To do: A single figure is required: the number of lines in the data below that hold the word "Serialize".

** Opening Material for this task block **

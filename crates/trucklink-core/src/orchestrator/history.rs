//! Command history
//!
//! Bounded, most-recent-first record of completed commands. Kept in memory
//! only.

use std::collections::VecDeque;

use chrono::{DateTime, Utc};
use serde::{Deserialize, Serialize};

use crate::gateway::CommandKind;

/// Default number of records kept
pub const DEFAULT_HISTORY_CAPACITY: usize = 5;

/// A completed command
#[derive(Debug, Clone, PartialEq, Serialize, Deserialize)]
pub struct CommandRecord {
    /// Command that was sent
    pub kind: CommandKind,
    /// When the command finished
    pub timestamp: DateTime<Utc>,
    /// Whether dispatch and the follow-up refresh both succeeded
    pub success: bool,
}

impl CommandRecord {
    /// Create a record stamped now
    pub fn new(kind: CommandKind, success: bool) -> Self {
        Self {
            kind,
            timestamp: Utc::now(),
            success,
        }
    }
}

/// Ring buffer of command records, newest first
#[derive(Debug, Clone)]
pub struct CommandHistory {
    entries: VecDeque<CommandRecord>,
    capacity: usize,
}

impl CommandHistory {
    /// Create an empty history holding at most `capacity` records
    pub fn new(capacity: usize) -> Self {
        let capacity = capacity.max(1);
        Self {
            entries: VecDeque::with_capacity(capacity + 1),
            capacity,
        }
    }

    /// Add a record, dropping the oldest once over capacity
    pub fn push(&mut self, record: CommandRecord) {
        self.entries.push_front(record);
        self.entries.truncate(self.capacity);
    }

    /// Newest record
    pub fn latest(&self) -> Option<&CommandRecord> {
        self.entries.front()
    }

    /// Records, newest first
    pub fn iter(&self) -> impl Iterator<Item = &CommandRecord> {
        self.entries.iter()
    }

    /// Number of records
    pub fn len(&self) -> usize {
        self.entries.len()
    }

    /// Whether no command has completed yet
    pub fn is_empty(&self) -> bool {
        self.entries.is_empty()
    }

    /// Maximum number of records
    pub fn capacity(&self) -> usize {
        self.capacity
    }

    /// Owned copy, newest first
    pub fn to_vec(&self) -> Vec<CommandRecord> {
        self.entries.iter().cloned().collect()
    }
}

impl Default for CommandHistory {
    fn default() -> Self {
        Self::new(DEFAULT_HISTORY_CAPACITY)
    }
}

#[cfg(test)]
mod tests {
    use super::*;

    #[test]
    fn test_history_is_bounded_newest_first() {
        let mut history = CommandHistory::default();
        let kinds = [
            CommandKind::Lock,
            CommandKind::Unlock,
            CommandKind::Start,
            CommandKind::Stop,
            CommandKind::Honk,
            CommandKind::Lock,
            CommandKind::Start,
        ];
        for (i, kind) in kinds.iter().enumerate() {
            history.push(CommandRecord::new(*kind, i % 2 == 0));
        }

        assert_eq!(history.len(), 5);
        let recorded: Vec<_> = history.iter().map(|r| r.kind).collect();
        assert_eq!(
            recorded,
            vec![
                CommandKind::Start,
                CommandKind::Lock,
                CommandKind::Honk,
                CommandKind::Stop,
                CommandKind::Start,
            ]
        );
        assert!(history.latest().unwrap().success);
    }

    #[test]
    fn test_zero_capacity_keeps_one() {
        let mut history = CommandHistory::new(0);
        history.push(CommandRecord::new(CommandKind::Lock, true));
        history.push(CommandRecord::new(CommandKind::Unlock, false));
        assert_eq!(history.capacity(), 1);
        assert_eq!(history.to_vec().len(), 1);
        assert_eq!(history.latest().unwrap().kind, CommandKind::Unlock);
    }
}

** Closing Material for this task block **

Response area: 2